The President of the United States is the most powerful person in the world. Or at least so we are told. And photographic representations of him typically reinforce the point, commonly filling the frame with his visage, often shot from a low angle to accent his omnipresence, frequently surrounding him with an entourage in courtly fashion, locating him in the midst of cheering crowds, and so on. The conventions here are so familiar that we normally don’t even notice them until they are ignored or otherwise distorted and exploited. Consider this image that appeared in the NYT on July 16th, 2007:
The president is speaking from the Cross Hall. Built as part of the original White House plan in the 19th century, it connects the State Dining Room and the East Room. The floors, walls, and pillars are made of marble. It is often used for receiving foreign dignitaries, and it displays all of the grandiloquence we would expect as the location for putting the most powerful head of state in the world on display in all of his magnificence. And all of the accoutrements of the presidency are here as well, including the U.S. flag and the presidential seal displayed twice. Clearly, the stage is set for majesty.
And yet, the force of the image is anything but majestic. Ironically, what is most striking about the photograph is the president himself, who is barely noticeable, a tiny head protruding from the podium, fully and completely dwarfed by his surroundings. Shot from below, as per convention, it is from such a long distance and at such a wide angle that it makes him seem out of place and altogether inconsequential. Cast in a diminutive register, he seems more akin to Comedy Central’s “Lil’ Bush” than to the portraits of past presidents that grace the walls surrounding him. Indeed, the angle is so low and so wide that it not only miniaturizes the president, but it calls attention to how truly alone he is, with no visual evidence of an entourage or a viewing audience—let alone an adoring American people—to be seen. The president’s reflection on the floor in front of him suggests that perhaps he is only speaking to himself. And indeed, it would not be a stretch to see this photograph as a visual metaphor for a presidency that has become increasingly insular and isolated, performing only for its own pleasure: a Court without courtiers. Contrast this image with the photograph of the same speech at the White House website and the capacity of the camera (or perhaps, more properly, the photographer) to manage the conventions of visual representation to maximize or minimize presence and power is palpable.

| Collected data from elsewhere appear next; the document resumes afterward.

//! Tracing setup for the resource binaries

use tracing_subscriber::{fmt, prelude::*, EnvFilter};

/// Environment variable holding an `EnvFilter` directive, e.g. `bundle_image=trace`
pub const LOG_ENV: &str = "BUNDLE_RESOURCE_LOG";

/// Initialize tracing on stderr; stdout is reserved for the protocol response
///
/// `-q` and `-v` take precedence over [`LOG_ENV`], which takes precedence
/// over the default `info` level.
pub fn init_tracing(verbose: u8, quiet: bool) {
    tracing_subscriber::registry()
        .with(
            fmt::layer()
                .with_target(false)
                .with_writer(std::io::stderr),
        )
        .with(filter(verbose, quiet))
        .init();
}

fn filter(verbose: u8, quiet: bool) -> EnvFilter {
    if quiet {
        return EnvFilter::new("error");
    }
    match verbose {
        0 => EnvFilter::try_from_env(LOG_ENV).unwrap_or_else(|_| EnvFilter::new("info")),
        1 => EnvFilter::new("debug"),
        _ => EnvFilter::new("trace"),
    }
}

#[cfg(test)]
mod tests {
    use super::*;

    #[test]
    fn test_flags_override_environment() {
        assert_eq!(filter(0, true).to_string(), "error");
        assert_eq!(filter(1, false).to_string(), "debug");
        assert_eq!(filter(3, false).to_string(), "trace");
    }
}
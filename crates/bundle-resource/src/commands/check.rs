use crate::cli::CheckArgs;
use crate::protocol::{read_request, write_response};
use anyhow::{Context, Result};
use bundle_core::CheckRequest;
use bundle_image::run_check_with_timeout;
use std::io::{Read, Write};
use tracing::debug;

pub async fn run<R: Read, W: Write>(args: &CheckArgs, input: R, output: W) -> Result<()> {
    let request: CheckRequest = read_request(input).context("Decoding request")?;
    debug!("Checking {}", request.source.repository);

    let response = run_check_with_timeout(&request, args.http_timeout)
        .await
        .context("Running check")?;

    write_response(output, &response).context("Encoding result")?;
    Ok(())
}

Photo Credit: Doug Mills/The New York Times
Should it be any surprise the the NYT wants to paint Bush in the worst possible light and the White house wants to present him in the best?
C. Holland: Good point. In one sense you are absolutely correct. My point was not to take either to task so much as to call attention to how various conventions of visual representation get used in different ways to maximize and minimize the subject. On the other hand, the WH is quite obviously an interested party. Their task is spin. And there is nothing wrong with that. At the same time, notice how their use of common conventions dictates a more or less positive outcome — not a fair and balanced rendition of anything. And, of course, these are the conventions commonly used by photojournalists. On the other hand, photojournalism is supposed to operate with some sense of a commitment to balance and objectivity. Now I know that that is a myth of sorts. But it still imposes certain kinds of constraints. They still have to honor some sense of decorum in how they represent things, no less the president of the U.S., and the common way to do that is to rely on standard conventions for such representation. What is interesting here is how the photojournalist is more or less true to some of the conventions for representing the president, but also manages them in a way that is really rather critical. Hence there is something like a kind of critical agency operating within the practice of photojournalism. And from my perspective that is a good thing (regardless of the particular politics here) so long as the citizenry recognizes what it going on and is willing to talk about it. Where we get into trouble is when we assume that such images offer a “window on the world” sensibility that assumes the unfettered truth of the matter. In a sense, having both photographs puts us, as a polity, in a much strong position to understand the range of ways in which the world “could” be, or might be understood. If your interest is in authentic democracy that is a good thing.